井上「僕は睡眠です。次の日に何もなければ構わないんですけど、仕事や予定が入っていたら最低でも4時間は寝たいので、意地でもその時間は確保します」

――自分なりの快眠法は?

井上「特にこだわりはありません。ただ、いつも自分が使っている枕じゃないとよく眠れないです。地方ロケなどにわざわざ持っていくようなことはしませんが、自分の枕が一番快適。中学生の頃からずっと同じ枕です!」

――ありがとうございました!

作品情報

ホリプロ60周年記念映画『NO CALL NO LIFE』3月5日(金)よりテアトル新宿ほか全国公開
https://nocallnolife.jp/

あらすじ

高校3年生の夏。携帯電話に残された過去からの留守電メッセージに導かれて出会った有海(優希美青)と春川(井上祐貴)は、やがて恋に落ちる。親の愛を受けることなく育った2人は似たもの同士。自分たちの恋には怖いものなんて何もないと思っていた。

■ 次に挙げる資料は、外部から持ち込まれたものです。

impl WordStore {
    /// Create a store over an existing connection
    pub fn new(db: DatabaseConnection) -> Self {
        Self { db }
    }

    /// Open the store backed by the database file at `path`
    pub fn open<P: AsRef<Path>>(path: P) -> Result<Self, StoreError> {
        Ok(Self::new(DatabaseConnection::new(path)?))
    }

    /// Create a store with an in-memory database (for testing)
    pub fn new_in_memory() -> Result<Self, StoreError> {
        Ok(Self::new(DatabaseConnection::new_in_memory()?))
    }

    /// Underlying connection
    pub fn connection(&self) -> &DatabaseConnection {
        &self.db
    }

    // =========================================================================
    // Insert / merge
    // =========================================================================

    /// Insert a word, or merge into the existing entry
    ///
    /// An existing entry only changes when it has no translation and the
    /// incoming one is non-empty; otherwise the stored record wins.
    pub async fn upsert(
        &self,
        word: &str,
        translation: Option<&str>,
        source: EntrySource,
    ) -> Result<UpsertOutcome, StoreError> {
        let candidate = Candidate::new(word, translation.map(str::to_string), source);

        let outcome = self
            .db
            .transaction_async(move |tx| Self::upsert_sync(tx, &candidate, &now_timestamp()))
            .await?;

        Ok(outcome)
    }

    /// Upsert a batch of candidates in a single transaction
    ///
    /// Either every candidate is applied or, if any write fails, none is.
    pub async fn upsert_batch(
        &self,
        candidates: Vec<Candidate>,
    ) -> Result<Vec<UpsertOutcome>, StoreError> {
        if candidates.is_empty() {
            return Ok(Vec::new());
        }

        let total = candidates.len();
        let outcomes = self
            .db
            .transaction_async(move |tx| {
                let now = now_timestamp();
                candidates
                    .iter()
                    .map(|candidate| Self::upsert_sync(tx, candidate, &now))
                    .collect::<anyhow::Result<Vec<_>>>()
            })
            .await?;

        debug!("Upserted batch of {} candidates", total);
        Ok(outcomes)
    }

    /// Upsert one candidate (synchronous version for use within transactions)
    fn upsert_sync(
        conn: &Connection,
        candidate: &Candidate,
        now: &str,
    ) -> anyhow::Result<UpsertOutcome> {
        let word = normalize_word(&candidate.word)
            .ok_or_else(|| StoreError::InvalidWord(candidate.word.clone()))?;
        let translation = normalize_translation(candidate.translation.as_deref());

        match Self::get_sync(conn, &word)? {
            None => {
                conn.execute(
                    r#"
                    INSERT INTO words (word, translation, source, exported, created_at)
                    VALUES (?1, ?2, ?3, 0, ?4)
                    "#,
                    params![word, translation, candidate.source.to_string(), now],
                )?;

                Ok(UpsertOutcome {
                    entry: VocabularyEntry {
                        word,
                        translation,
                        source: candidate.source,
                        exported: false,
                        created_at: now.to_string(),
                        exported_at: None,
                    },
                    created: true,
                    translation_filled: false,
                })
            }
            Some(mut existing) => {
                let fill = match (&translation, existing.is_translated()) {
                    (Some(_), false) => translation,
                    _ => None,
                };

                let translation_filled = fill.is_some();
                if let Some(fill) = fill {
                    conn.execute(
                        "UPDATE words SET translation = ?1 WHERE word = ?2",
                        params![fill, word],
                    )?;
                    existing.translation = Some(fill);
                }

                Ok(UpsertOutcome {
                    entry: existing,
                    created: false,
                    translation_filled,
                })
            }
        }
    }

    // =========================================================================
    // Reads
    // =========================================================================

    /// Get an entry by word (normalized before lookup)
    pub async fn get(&self, word: &str) -> Result<Option<VocabularyEntry>, StoreError> {
        let Some(word) = normalize_word(word) else {
            return Ok(None);
        };

        let entry = self
            .db
            .execute_async(move |conn| Self::get_sync(conn, &word))
            .await?;

        Ok(entry)
    }

    /// Get an entry by normalized word (synchronous version for use within transactions)
    fn get_sync(conn: &Connection, word: &str) -> anyhow::Result<Option<VocabularyEntry>> {
        let entry = conn
            .query_row(
                &format!("SELECT {} FROM words WHERE word = ?1", ENTRY_COLUMNS),
                [word],
                VocabularyEntry::from_row,
            )
            .optional()?;

        Ok(entry)
    }

    /// Query entries lazily
    ///
    /// Nothing is read until the returned query is iterated. Each iteration
    /// re-runs the query from the start, fetching rows page by page.
    pub fn get_all(&self, filter: EntryFilter, sort: SortKey) -> EntryQuery {
        EntryQuery {
            db: self.db.clone(),
            filter,
            sort,
            page_size: DEFAULT_PAGE_SIZE,
        }
    }

    /// Translated, unexported entries, oldest first with ties broken by word
    pub async fn select_export_candidates(
        &self,
        limit: usize,
    ) -> Result<Vec<VocabularyEntry>, StoreError> {
        if limit == 0 {
            return Ok(Vec::new());
        }

        let entries = self
            .db
            .execute_async(move |conn| {
                let mut stmt = conn.prepare(&format!(
                    r#"
                    SELECT {}
                    FROM words
                    WHERE exported = 0
                      AND translation IS NOT NULL
                      AND translation <> ''
                    ORDER BY created_at ASC, word ASC
                    LIMIT ?1
                    "#,
                    ENTRY_COLUMNS
                ))?;

                let entries = stmt
                    .query_map([limit as i64], VocabularyEntry::from_row)?
                    .collect::<rusqlite::Result<Vec<_>>>()?;
                Ok(entries)
            })
            .await?;

        Ok(entries)
    }

    /// Words without a translation, oldest first
    pub async fn untranslated_words(&self, limit: Option<usize>) -> Result<Vec<String>, StoreError> {
        let limit = limit.map(|l| l as i64).unwrap_or(-1);

        let words = self
            .db
            .execute_async(move |conn| {
                let mut stmt = conn.prepare(
                    r#"
                    SELECT word FROM words
                    WHERE translation IS NULL OR translation = ''
                    ORDER BY created_at ASC, word ASC
                    LIMIT ?1
                    "#,
                )?;

                let words = stmt
                    .query_map([limit], |row| row.get(0))?
                    .collect::<rusqlite::Result<Vec<String>>>()?;
                Ok(words)
            })
            .await?;

        Ok(words)
    }

    /// Counts over the whole store
    pub async fn stats(&self) -> Result<WordStats, StoreError> {
        let stats = self
            .db
            .execute_async(|conn| {
                let stats = conn.query_row(
                    r#"
                    SELECT
                        COUNT(*),
                        COALESCE(SUM(exported), 0),
                        COALESCE(SUM(CASE WHEN translation IS NOT NULL AND translation <> '' THEN 1 ELSE 0 END), 0),
                        COALESCE(SUM(CASE WHEN exported = 0 AND translation IS NOT NULL AND translation <> '' THEN 1 ELSE 0 END), 0)
                    FROM words
                    "#,
                    [],
                    |row| {
                        Ok(WordStats {
                            total: row.get(0)?,
                            exported: row.get(1)?,
                            translated: row.get(2)?,
                            pending_export: row.get(3)?,
                        })
                    },
                )?;
                Ok(stats)
            })
            .await?;

        Ok(stats)
    }

    // =========================================================================
    // Updates
    // =========================================================================

    /// Overwrite the translation of an existing word
    ///
    /// A blank translation clears it. Fails with `NotFound` when the word is absent.
    pub async fn set_translation(&self, word: &str, translation: &str) -> Result<(), StoreError> {
        let normalized = normalize_word(word).ok_or_else(|| StoreError::NotFound(word.to_string()))?;
        let translation = normalize_translation(Some(translation));

        let changed = self
            .db
            .execute_async({
                let normalized = normalized.clone();
                move |conn| {
                    let changed = conn.execute(
                        "UPDATE words SET translation = ?1 WHERE word = ?2",
                        params![translation, normalized],
                    )?;
                    Ok(changed)
                }
            })
            .await?;

        if changed == 0 {
            return Err(StoreError::NotFound(normalized));
        }

        debug!("Updated translation for '{}'", normalized);
        Ok(())
    }

    /// Mark words as exported; returns how many flipped from unexported
    ///
    /// Idempotent: already-exported and unknown words are skipped.
    pub async fn mark_exported<I, S>(&self, words: I) -> Result<usize, StoreError>
    where
        I: IntoIterator<Item = S>,
        S: AsRef<str>,
    {
        let words = normalize_word_set(words);
        if words.is_empty() {
            return Ok(0);
        }

        let changed = self
            .db
            .transaction_async(move |tx| Self::mark_exported_sync(tx, &words, &now_timestamp()))
            .await?;

        Ok(changed)
    }

    /// Mark every listed word as exported, or none of them
    ///
    /// Fails with `Conflict` (and rolls back) unless each word exists and was
    /// still unexported.
    pub async fn mark_exported_exact<I, S>(&self, words: I) -> Result<usize, StoreError>
    where
        I: IntoIterator<Item = S>,
        S: AsRef<str>,
    {
        let words = normalize_word_set(words);
        if words.is_empty() {
            return Ok(0);
        }

        let expected = words.len();
        let changed = self
            .db
            .transaction_async(move |tx| {
                let changed = Self::mark_exported_sync(tx, &words, &now_timestamp())?;
                if changed != expected {
                    return Err(StoreError::Conflict { expected, changed }.into());
                }
                Ok(changed)
            })
            .await?;

        info!("Marked {} entries as exported", changed);
        Ok(changed)
    }

    /// Flip `exported` for the given normalized words (synchronous version for use within transactions)
    fn mark_exported_sync(conn: &Connection, words: &[String], now: &str) -> anyhow::Result<usize> {
        let mut stmt = conn.prepare(
            "UPDATE words SET exported = 1, exported_at = ?1 WHERE word = ?2 AND exported = 0",
        )?;

        let mut changed = 0;
        for word in words {
            changed += stmt.execute(params![now, word])?;
        }
        Ok(changed)
    }

    /// Delete entries; returns how many rows were removed
    pub async fn delete<I, S>(&self, words: I) -> Result<usize, StoreError>
    where
        I: IntoIterator<Item = S>,
        S: AsRef<str>,
    {
        let words = normalize_word_set(words);
        if words.is_empty() {
            return Ok(0);
        }

        let deleted = self
            .db
            .transaction_async(move |tx| {
                let mut stmt = tx.prepare("DELETE FROM words WHERE word = ?1")?;
                let mut deleted = 0;
                for word in &words {
                    deleted += stmt.execute([word])?;
                }
                Ok(deleted)
            })
            .await?;

        info!("Deleted {} entries", deleted);
        Ok(deleted)
    }
}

しかし、時を超えた留守電の真相が明かされるとき、有海の衝撃の過去が浮かび上がる。

キャスト・スタッフ

出演:優希美青、井上祐貴
犬飼貴丈、小西桜子、山田愛奈、駒木根葵汰
篠原 篤、熊木陸斗、大水洋介、和田聰宏、諏訪太朗、木下ほうか
永岡 佑、桜井ユキ
脚本、監督:井樫彩
原作:「NO CALL NO LIFE」著・壁井ユカコ(角川文庫刊)
配給:アークエンタテインメント
(C)2021 映画「NO CALL NO LIFE」製作委員会

情報提供元:ウィルメディア編集部(https://www.willmedia.jp/)


撮影:野呂美帆 取材・文:小池貴之
ヘアメイク(優希):RYO  スタイリング(優希):長谷川 綾(eleven.)
ヘアメイク(井上):天野誠吾 スタイリング(井上):西脇 智代(エヌアイティー)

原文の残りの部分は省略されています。